Avec les préparatifs du spectacle, j'ai cessé de me rendre à la salle de sport. Dès le réveil, je me rends sur le campus pour pratiquer mes pas de danse. Dans la pièce aux grands miroirs, je m'entraîne jusqu'à l'essoufflement, en tentant de suivre le conseil de Kyle. Pour ce faire, je me livre corps et âme dans une danse tantôt calme, tantôt plus brutale. Si je devais choisir une pièce pour représenter ma vie, ce serait celle du cygne noir. Parce que c'est un peu ce que j'ai toujours été : le mouton noir de la famille. Celle qui n'est à sa place nulle part, qui a grandi en rêvant de jours meilleurs et en espérant que le bien triomphe sur le mal.

Je repense à cette nuit d'été, il y a deux ans. Celle où j'ai tout perdu. Ma confiance en l'humanité, ma dignité, ainsi que ma plus grande amie. Mon frère a bafoué les liens du sang, ce qui n'était qu'un juste rendu des choses selon lui. Ryan voyait que je tentais de m'émanciper depuis un temps, que je souhaitais m'affranchir de cette vie qui me maintenait prisonnière.

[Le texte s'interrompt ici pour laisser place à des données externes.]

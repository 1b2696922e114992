use std::path::Path;
use std::ptr;

use tracing::debug;
use windows::Win32::Security::Authorization::{
    ACCESS_MODE, BuildExplicitAccessWithNameW, EXPLICIT_ACCESS_W, GRANT_ACCESS,
    GetNamedSecurityInfoW, REVOKE_ACCESS, SE_FILE_OBJECT, SetEntriesInAclW, SetNamedSecurityInfoW,
};
use windows::Win32::Security::{
    ACE_FLAGS, ACL, DACL_SECURITY_INFORMATION, NO_INHERITANCE, PSECURITY_DESCRIPTOR,
    SUB_CONTAINERS_AND_OBJECTS_INHERIT, UNPROTECTED_DACL_SECURITY_INFORMATION,
};
use windows::core::{HSTRING, PCWSTR};
use winbridge_core::platform::{AclProvider, PlatformError};
use winbridge_core::register_acl_provider;
use winbridge_core::types::AclEntry;

use crate::error::check_status;
use crate::handle::LocalBuffer;

static WINDOWS_ACL: WindowsAcl = WindowsAcl;

register_acl_provider!(&WINDOWS_ACL);

struct WindowsAcl;

/// Trustee names must outlive the `EXPLICIT_ACCESS_W` records pointing at them.
struct ExplicitEntries {
    _names: Vec<HSTRING>,
    records: Vec<EXPLICIT_ACCESS_W>,
}

impl ExplicitEntries {
    fn build<'a>(
        entries: impl Iterator<Item = (&'a str, u32)>,
        mode: ACCESS_MODE,
        inheritance: ACE_FLAGS,
    ) -> Self {
        let (names, masks): (Vec<HSTRING>, Vec<u32>) =
            entries.map(|(principal, mask)| (HSTRING::from(principal), mask)).unzip();
        // HSTRING buffers live on the heap, so the pointers stay valid while `names` is held.
        let records = names
            .iter()
            .zip(masks)
            .map(|(name, mask)| {
                let mut record = EXPLICIT_ACCESS_W::default();
                unsafe {
                    BuildExplicitAccessWithNameW(
                        &raw mut record,
                        PCWSTR(name.as_ptr()),
                        mask,
                        mode,
                        inheritance,
                    );
                }
                record
            })
            .collect();
        Self { _names: names, records }
    }
}

/// Merges `entries` into the DACL currently stored on `path`.
fn merge_into_dacl(path: &Path, entries: &ExplicitEntries) -> Result<(), PlatformError> {
    let object = HSTRING::from(path.as_os_str());
    let mut dacl: *mut ACL = ptr::null_mut();
    let mut descriptor = PSECURITY_DESCRIPTOR::default();
    check_status(format_args!("GetNamedSecurityInfoW({})", path.display()), unsafe {
        GetNamedSecurityInfoW(
            PCWSTR(object.as_ptr()),
            SE_FILE_OBJECT,
            DACL_SECURITY_INFORMATION,
            None,
            None,
            Some(&raw mut dacl),
            None,
            &raw mut descriptor,
        )
    })?;
    let _descriptor = LocalBuffer::new(descriptor.0);

    let mut updated: *mut ACL = ptr::null_mut();
    check_status("SetEntriesInAclW", unsafe {
        SetEntriesInAclW(Some(&entries.records), Some(dacl), &raw mut updated)
    })?;
    let _updated = LocalBuffer::new(updated.cast());

    write_dacl(path, &object, updated, DACL_SECURITY_INFORMATION)
}

fn write_dacl(
    path: &Path,
    object: &HSTRING,
    dacl: *const ACL,
    information: windows::Win32::Security::OBJECT_SECURITY_INFORMATION,
) -> Result<(), PlatformError> {
    check_status(format_args!("SetNamedSecurityInfoW({})", path.display()), unsafe {
        SetNamedSecurityInfoW(
            PCWSTR(object.as_ptr()),
            SE_FILE_OBJECT,
            information,
            None,
            None,
            Some(dacl),
            None,
        )
    })
}

impl AclProvider for WindowsAcl {
    fn name(&self) -> &'static str {
        "Windows ACL"
    }

    fn apply(&self, path: &Path, entries: &[AclEntry]) -> Result<(), PlatformError> {
        let explicit = ExplicitEntries::build(
            entries.iter().map(|entry| (entry.principal.as_str(), entry.rights.access_mask())),
            GRANT_ACCESS,
            SUB_CONTAINERS_AND_OBJECTS_INHERIT,
        );
        merge_into_dacl(path, &explicit)?;
        debug!(path = %path.display(), entries = entries.len(), "DACL updated");
        Ok(())
    }

    fn revoke(&self, path: &Path, principal: &str) -> Result<(), PlatformError> {
        let explicit =
            ExplicitEntries::build(std::iter::once((principal, 0)), REVOKE_ACCESS, NO_INHERITANCE);
        merge_into_dacl(path, &explicit)
    }

    fn reset(&self, path: &Path) -> Result<(), PlatformError> {
        let object = HSTRING::from(path.as_os_str());
        let mut empty: *mut ACL = ptr::null_mut();
        check_status("SetEntriesInAclW", unsafe { SetEntriesInAclW(None, None, &raw mut empty) })?;
        let _empty = LocalBuffer::new(empty.cast());
        // An empty unprotected DACL leaves only the ACEs inherited from the parent.
        let information = DACL_SECURITY_INFORMATION | UNPROTECTED_DACL_SECURITY_INFORMATION;
        write_dacl(path, &object, empty, information)
    }
}

#[cfg(test)]
mod tests {
    use super::*;
    use rstest::rstest;
    use winbridge_core::platform::PlatformErrorKind;
    use winbridge_core::types::AccessRights;

    #[rstest]
    fn grant_revoke_and_reset_on_temp_file() {
        let dir = tempfile::tempdir().unwrap();
        let file = dir.path().join("acl.txt");
        std::fs::write(&file, b"x").unwrap();

        WINDOWS_ACL.apply(&file, &[AclEntry::new("Users", AccessRights::Read)]).unwrap();
        WINDOWS_ACL.revoke(&file, "Users").unwrap();
        WINDOWS_ACL.reset(&file).unwrap();
    }

    #[rstest]
    fn missing_path_is_not_found() {
        let dir = tempfile::tempdir().unwrap();
        let err = WINDOWS_ACL.reset(&dir.path().join("missing")).unwrap_err();
        assert_eq!(err.kind(), PlatformErrorKind::NotFound);
    }
}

Jusqu'à ce que je rencontre Alexander, je me croyais intouchable. Il s'est avéré qu'il était le fils d'un flic. Mon frère a pris peur, devenant carrément incontrôlable. Ryan avait si peu confiance en moi qu'il était persuadé que j'allais tout déballer sur leurs activités illégales et les faire arrêter, lui et sa bande. Je n'étais pas si naïve, je savais qu'il valait mieux que je tienne ma langue, mais pour me punir de mon écart de conduite, mon frère a tenté de me réduire au silence. Je me suis quand même enfuie. Au fond, j'ai été lâche. J'aurais pu sauver Carmen et des dizaines d'autres femmes. J'ai préféré sauver ma peau.

***

— Il y a longtemps qu'on ne s'est pas vus ! s'exclame Jake au moment où je franchis les portes du Styx pour le service du soir.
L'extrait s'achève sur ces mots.